- Conservation status: Least Concern (IUCN 3.1)

Scientific classification
- Kingdom: Animalia
- Phylum: Chordata
- Class: Actinopterygii
- Order: Syngnathiformes
- Family: Syngnathidae
- Genus: Hippichthys
- Species: H. cyanospilos
- Binomial name: Hippichthys cyanospilos (Bleeker, 1854)
- Synonyms: Doryichthys spaniaspis Jordan & Seale, 1907; Parasyngnathus wardi Whitley, 1948; Syngnathus cyanospilos Bleeker, 1854; Syngnathus kuhlii Kaup, 1856; Syngnathus mossambicus Peters, 1855; Syngnathus wardi (Whitley, 1948);

= Hippichthys cyanospilos =

- Authority: (Bleeker, 1854)
- Conservation status: LC
- Synonyms: Doryichthys spaniaspis Jordan & Seale, 1907, Parasyngnathus wardi Whitley, 1948, Syngnathus cyanospilos Bleeker, 1854, Syngnathus kuhlii Kaup, 1856, Syngnathus mossambicus Peters, 1855, Syngnathus wardi (Whitley, 1948)

Species of fish

Hippichthys cyanospilos, commonly known as the blue spotted pipefish or bluespeckled pipefish, is a marine fish belonging to the family Syngnathidae, native from the Indo-Pacific area.

==Description==
The blue-spotted pipefish is a small-sized fish that can reach a maximum length of 16 cm.
Its head is in the continuity of the body. The snout is tapered and have a medium length. The body has a somewhat angular appearance due to the presence of four discontinuous longitudinal ridges distributed over the dorsal and ventral side. The caudal fin is small and narrow. The body coloration may range from yellow to light brown through almost black. The color can be plain, spotted or mottled with white, yellow or light blue. The dorsal fin is usually whitish with 3-4 small brownish spots on each of its 20-28 rays.
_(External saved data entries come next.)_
// backendtool/src/init/state.rs
use std::path::Path;

use crate::appsync::manager;
use crate::paths;
use crate::project;

/// Condition of the working directory at the start of an init invocation.
#[derive(Debug, Clone, Copy, PartialEq, Eq)]
pub enum InitState {
    /// No prior project artifacts at all.
    CleanSlate,
    /// Artifacts exist but neither the project info nor the backend spec is
    /// usable.
    Invalid,
    /// A usable backend spec exists locally but no project info.
    BackendValid,
    /// Project info exists but the backend spec does not (or is unusable).
    ProjectInfoValid,
    /// Both the project info and the backend spec are present and parse.
    Valid,
}

/// Classifies the project directory. Corruption never raises here; it maps
/// to `Invalid` so the caller can surface it to the operator.
pub fn detect(project_path: &Path) -> InitState {
    let workspace_present = paths::workspace_dir(project_path).exists();
    let backend_present = paths::backend_dir(project_path).exists();

    if !workspace_present && !backend_present {
        return InitState::CleanSlate;
    }

    let info_ok = project::load(project_path).is_ok();
    let spec_ok = manager::get_settings(project_path).is_ok();

    match (info_ok, spec_ok) {
        (true, true) => InitState::Valid,
        (true, false) => InitState::ProjectInfoValid,
        (false, true) => InitState::BackendValid,
        (false, false) => InitState::Invalid,
    }
}

#[cfg(test)]
mod tests {
    use super::*;
    use std::fs;

    #[test]
    fn test_detect_clean_slate() {
        let dir = tempfile::tempdir().unwrap();
        assert_eq!(detect(dir.path()), InitState::CleanSlate);
    }

    #[test]
    fn test_detect_valid() -> anyhow::Result<()> {
        let dir = tempfile::tempdir()?;
        project::initialize(dir.path())?;
        manager::enable(dir.path(), "myapp-api")?;
        assert_eq!(detect(dir.path()), InitState::Valid);
        Ok(())
    }

    #[test]
    fn test_detect_project_info_valid_without_spec() -> anyhow::Result<()> {
        let dir = tempfile::tempdir()?;
        project::initialize(dir.path())?;
        assert_eq!(detect(dir.path()), InitState::ProjectInfoValid);
        Ok(())
    }

    #[test]
    fn test_detect_backend_valid_without_info() -> anyhow::Result<()> {
        let dir = tempfile::tempdir()?;
        manager::enable(dir.path(), "myapp-api")?;
        assert_eq!(detect(dir.path()), InitState::BackendValid);
        Ok(())
    }

    #[test]
    fn test_detect_invalid_on_corrupted_info() -> anyhow::Result<()> {
        let dir = tempfile::tempdir()?;
        fs::create_dir_all(paths::workspace_dir(dir.path()))?;
        fs::write(paths::project_info_file(dir.path()), "not json at all")?;
        assert_eq!(detect(dir.path()), InitState::Invalid);
        Ok(())
    }

    #[test]
    fn test_detect_invalid_on_empty_workspace_dir() -> anyhow::Result<()> {
        let dir = tempfile::tempdir()?;
        fs::create_dir_all(paths::workspace_dir(dir.path()))?;
        assert_eq!(detect(dir.path()), InitState::Invalid);
        Ok(())
    }

    #[test]
    fn test_detect_valid_requires_parsable_spec() -> anyhow::Result<()> {
        let dir = tempfile::tempdir()?;
        project::initialize(dir.path())?;
        fs::create_dir_all(paths::appsync_feature_dir(dir.path()))?;
        fs::write(paths::appsync_settings_file(dir.path()), ": not [ yaml")?;
        assert_eq!(detect(dir.path()), InitState::ProjectInfoValid);
        Ok(())
    }
}
// backendtool/src/init/mod.rs
pub(crate) mod setup;
pub(crate) mod state;
pub(crate) mod strategy;

use anyhow::{Context, Result};
use std::env;
use std::path::Path;

use crate::appsync::manager;
use crate::backend::AwsBackendService;
use crate::config;
use crate::paths;
use crate::project::{self, ProjectInfo};
use crate::prompt::{Prompter, StdinPrompter};
use self::state::InitState;
use self::strategy::InitContext;

/// Public entry point for the init process: detect the workspace condition,
/// derive a strategy, and establish the backend association.
pub async fn run_init_flow(target_backend_id: Option<String>) -> Result<()> {
    let current_dir = env::current_dir().context("Failed to determine the current directory")?;
    let project_path = project::search_project_root(&current_dir).unwrap_or(current_dir);
    let mut prompter = StdinPrompter;
    run_init(&project_path, target_backend_id, &mut prompter).await
}

async fn run_init(
    project_path: &Path,
    target_backend_id: Option<String>,
    prompter: &mut dyn Prompter,
) -> Result<()> {
    let initial_state = state::detect(project_path);

    let project_info = match initial_state {
        InitState::Invalid => None,
        InitState::CleanSlate | InitState::BackendValid => {
            Some(initialize_workspace(project_path, prompter)?)
        }
        InitState::ProjectInfoValid | InitState::Valid => Some(project::load(project_path)?),
    };

    let mut ctx = InitContext::new(
        project_path.to_path_buf(),
        initial_state,
        project_info,
        target_backend_id,
    );
    strategy::choose_strategy(&mut ctx, prompter)?;

    if ctx.strategy.is_none() {
        println!("Init finished without changing the backend association.");
        return Ok(());
    }

    // The spec may still be missing when the operator chose to create from a
    // project-info-only workspace.
    if !manager::is_feature_enabled(project_path) {
        let api_name = default_api_name(&ctx);
        manager::enable(project_path, &api_name)?;
    }

    let aws_config = config::check_aws_config(prompter)?;
    let service = AwsBackendService::new(aws_config);
    let handle = setup::execute(&ctx, &service).await?;

    if let Some(handle) = handle {
        let mut info = match ctx.project_info {
            Some(info) => info,
            None => project::load(project_path)?,
        };
        project::update_backend_details(&mut info, Some(&handle));
        info.last_sync_time = project::now_timestamp();
        project::save(&info)?;

        println!();
        println!("Success! Your project is now initialized with backendtool.");
        print_welcome_message(project_path);
    }
    Ok(())
}

/// Scaffolds a fresh workspace: project info, backend spec defaults, and the
/// project layout questions.
fn initialize_workspace(
    project_path: &Path,
    prompter: &mut dyn Prompter,
) -> Result<ProjectInfo> {
    let mut info = project::initialize(project_path)?;
    if !manager::is_feature_enabled(project_path) {
        manager::enable(project_path, &format!("{}-api", info.project_name))?;
    }

    println!("Please tell us about your project:");
    project::configure_project_info(prompter, &mut info)?;
    Ok(info)
}

fn default_api_name(ctx: &InitContext) -> String {
    let project_name = ctx
        .project_info
        .as_ref()
        .map(|info| info.project_name.clone())
        .unwrap_or_else(|| "backend".to_string());
    format!("{}-api", project_name)
}

fn print_welcome_message(project_path: &Path) {
    println!();
    println!("   {}", paths::workspace_dir(project_path).display());
    println!("     is the workspace of backendtool, please do not modify its contents");
    println!();
    println!("   {}", paths::current_backend_info_dir(project_path).display());
    println!("     contains the information of your backend project from the last");
    println!("     synchronization");
    println!();
    println!("   {}", paths::backend_dir(project_path).display());
    println!("     is where you develop the spec of your backend project");
    println!();
    println!("   backendtool pull");
    println!("     retrieves the latest details of the backend project");
    println!();
    println!("   backendtool push");
    println!("     applies the local backend spec to the cloud");
}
==Distribution & habitat==
The blue-spotted pipefish is widespread throughout the tropical, subtropical and temperate waters of the Indo-Pacific from the eastern coast of Africa, Red Sea included, to Fidji and Philippines and from south Japan to north coast of Australia).

The blue-spotted pipefish likes the shallow waters of estuaries from small coastal rivers and mangrove area.

==Biology==
The bluespeckled pipefish feeds on planktonic crustacean.
It is ovoviviparous and it is the male who broods the eggs in its ventral brood pouch. The latter includes villi rich in capillaries that surround each fertilized egg creating a sort of placenta supplying the embryos. When fully grown, pups will be expelled from the pocket and evolve in complete autonomy.